Review the listing and copy each line that holds the word "mpsc".
☆ ☆ ☆
//! Terminal dashboard.
//!
//! The UI loop owns the [`DashboardState`]. Network work runs on spawned
//! tasks that report back over a channel; stale results are filtered by
//! the state's request tags.

mod dashboard;
pub mod keybindings;
pub mod state;
pub mod widgets;

use crate::api::{CountryCatalog, DataSource, RequestTag};
use crate::core::{Config, CountrySnapshot, DashError, Result};
use crate::series::DateRange;
use chrono::{Local, NaiveDate};
use crossterm::{
    event::{self, DisableMouseCapture, EnableMouseCapture, Event, KeyEventKind, MouseButton, MouseEventKind},
    terminal::{disable_raw_mode, enable_raw_mode, EnterAlternateScreen, LeaveAlternateScreen},
    ExecutableCommand,
};
use keybindings::{handle_key, Action, Mode};
use ratatui::{backend::CrosstermBackend, Terminal};
use state::{DashboardState, Overlay, Phase, RangeEdit};
use std::io;
use std::sync::Arc;
use tokio::sync::mpsc;

/// Results coming back from background tasks.
#[derive(Debug)]
pub enum Message {
    /// Country list finished loading
    Catalog(Result<CountryCatalog>),
    /// A tagged joint fetch finished
    Snapshot(RequestTag, Result<CountrySnapshot>),
}

/// Today in the local calendar.
pub fn today() -> NaiveDate {
    Local::now().date_naive()
}

fn spawn_fetch(source: &Arc<dyn DataSource>, tag: RequestTag, tx: &mpsc::UnboundedSender<Message>) {
    let source = Arc::clone(source);
    let tx = tx.clone();
    tokio::spawn(async move {
        let outcome = source.fetch_snapshot(&tag.country).await;
        if tx.send(Message::Snapshot(tag, outcome)).is_err() {
            tracing::debug!("Dashboard closed before fetch finished");
        }
    });
}

fn spawn_catalog(source: &Arc<dyn DataSource>, tx: &mpsc::UnboundedSender<Message>) {
    let source = Arc::clone(source);
    let tx = tx.clone();
    tokio::spawn(async move {
        let outcome = source.load_catalog().await;
        if tx.send(Message::Catalog(outcome)).is_err() {
            tracing::debug!("Dashboard closed before catalog loaded");
        }
    });
}

/// Input mode for the current state.
pub fn mode_of(state: &DashboardState) -> Mode {
    if matches!(state.phase(), Phase::Failed(_)) {
        return Mode::Error;
    }
    match state.overlay() {
        Overlay::None => Mode::Normal,
        Overlay::DatePicker { .. } => Mode::DatePicker,
        Overlay::Selector { .. } => Mode::Selector,
    }
}

/// Apply one key action. Returns a tag when a fetch has to start.
pub fn apply_action(state: &mut DashboardState, action: Action, today: NaiveDate) -> Option<RequestTag> {
    match action {
        Action::Quit => state.should_quit = true,
        Action::OpenSelector => state.open_selector(),
        Action::ToggleDatePicker => state.toggle_date_picker(),
        Action::Close => state.close_overlay(),
        Action::SwitchField => state.switch_picker_field(),
        Action::ShiftDays(days) => {
            state.edit_range(RangeEdit::Days(days), today);
        },
        Action::ShiftMonths(months) => {
            state.edit_range(RangeEdit::Months(months), today);
        },
        Action::Input(c) => state.selector_input(c),
        Action::Backspace => state.selector_backspace(),
        Action::MoveUp => state.selector_move(-1),
        Action::MoveDown => state.selector_move(1),
        Action::Confirm => return state.selector_confirm(),
        Action::Retry => return Some(state.retry(today)),
        Action::None => {},
    }
    None
}

/// Run the dashboard until the user quits.
pub async fn run_dashboard(source: Arc<dyn DataSource>, config: Arc<Config>, range: Option<DateRange>) -> Result<()> {
    // Setup terminal
    enable_raw_mode().map_err(|e| DashError::terminal(format!("Failed to enable raw mode: {}", e)))?;
    let mut stdout = io::stdout();
    stdout
        .execute(EnterAlternateScreen)
        .map_err(|e| DashError::terminal(format!("Failed to enter alternate screen: {}", e)))?;
    if config.ui.mouse {
        stdout
            .execute(EnableMouseCapture)
            .map_err(|e| DashError::terminal(format!("Failed to enable mouse capture: {}", e)))?;
    }

    let backend = CrosstermBackend::new(stdout);
    let mut terminal =
        Terminal::new(backend).map_err(|e| DashError::terminal(format!("Failed to create terminal: {}", e)))?;

    let result = event_loop(&mut terminal, source, &config, range).await;

    // Cleanup
    disable_raw_mode().map_err(|e| DashError::terminal(format!("Failed to disable raw mode: {}", e)))?;
    if config.ui.mouse {
        terminal
            .backend_mut()
            .execute(DisableMouseCapture)
            .map_err(|e| DashError::terminal(format!("Failed to disable mouse capture: {}", e)))?;
    }
    terminal
        .backend_mut()
        .execute(LeaveAlternateScreen)
        .map_err(|e| DashError::terminal(format!("Failed to leave alternate screen: {}", e)))?;
    terminal
        .show_cursor()
        .map_err(|e| DashError::terminal(format!("Failed to show cursor: {}", e)))?;

    result
}

async fn event_loop(
    terminal: &mut Terminal<CrosstermBackend<io::Stdout>>,
    source: Arc<dyn DataSource>,
    config: &Config,
    range: Option<DateRange>,
) -> Result<()> {
    let (tx, mut rx) = mpsc::unbounded_channel();

    let mut state = DashboardState::new(&config.ui.default_country, config.ui.default_start, today());
    if let Some(range) = range {
        state = state.with_range(range);
    }

    spawn_catalog(&source, &tx);
    let tag = state.start_fetch();
    spawn_fetch(&source, tag, &tx);

    let tick_rate = config.ui.tick_rate;

    loop {
        // Commit whatever finished since the last frame
        while let Ok(message) = rx.try_recv() {
            match message {
                Message::Catalog(outcome) => state.apply_catalog(outcome),
                Message::Snapshot(tag, outcome) => {
                    state.apply_snapshot(&tag, outcome);
                },
            }
        }

        terminal
            .draw(|f| dashboard::draw(f, &mut state))
            .map_err(|e| DashError::terminal(format!("Failed to draw: {}", e)))?;

        if event::poll(tick_rate).map_err(|e| DashError::terminal(format!("Failed to poll events: {}", e)))? {
            let fetch = match event::read().map_err(|e| DashError::terminal(format!("Failed to read event: {}", e)))? {
                Event::Key(key) if key.kind == KeyEventKind::Press => {
                    let action = handle_key(key, mode_of(&state));
                    apply_action(&mut state, action, today())
                },
                Event::Mouse(mouse) if mouse.kind == MouseEventKind::Down(MouseButton::Left) => {
                    state.click(mouse.column, mouse.row);
                    None
                },
                _ => None,
            };
            if let Some(tag) = fetch {
                spawn_fetch(&source, tag, &tx);
            }
        }

        if state.should_quit {
            break;
        }

        // Let spawned fetches make progress between polls
        tokio::task::yield_now().await;
    }

    Ok(())
}

#[cfg(test)]
mod tests {
    use super::*;
    use crossterm::event::{KeyCode, KeyEvent, KeyModifiers};

    fn date(y: i32, m: u32, d: u32) -> NaiveDate {
        NaiveDate::from_ymd_opt(y, m, d).unwrap()
    }

    #[test]
    fn test_modes_follow_state() {
        let today = date(2023, 1, 1);
        let mut state = DashboardState::new("us", date(2020, 10, 1), today);
        assert_eq!(mode_of(&state), Mode::Normal);

        state.toggle_date_picker();
        assert_eq!(mode_of(&state), Mode::DatePicker);

        let tag = state.start_fetch();
        state.apply_snapshot(&tag, Err(DashError::fetch("us", "boom")));
        assert_eq!(mode_of(&state), Mode::Error);
    }

    #[test]
    fn test_retry_action_starts_fetch() {
        let today = date(2023, 1, 1);
        let mut state = DashboardState::new("us", date(2020, 10, 1), today);
        let tag = state.start_fetch();
        state.apply_snapshot(&tag, Err(DashError::fetch("us", "boom")));

        let action = handle_key(KeyEvent::new(KeyCode::Enter, KeyModifiers::NONE), mode_of(&state));
        let retry = apply_action(&mut state, action, today);

        assert_eq!(retry.map(|t| t.country), Some("us".to_string()));
        assert_eq!(mode_of(&state), Mode::Normal);
    }

    #[test]
    fn test_quit_action() {
        let mut state = DashboardState::new("us", date(2020, 10, 1), date(2023, 1, 1));
        assert!(apply_action(&mut state, Action::Quit, date(2023, 1, 1)).is_none());
        assert!(state.should_quit);
    }
}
☆ ☆ ☆
(Solution for this exercise)
use tokio::sync::mpsc;
fn spawn_fetch(source: &Arc<dyn DataSource>, tag: RequestTag, tx: &mpsc::UnboundedSender<Message>) {
fn spawn_catalog(source: &Arc<dyn DataSource>, tx: &mpsc::UnboundedSender<Message>) {
    let (tx, mut rx) = mpsc::unbounded_channel();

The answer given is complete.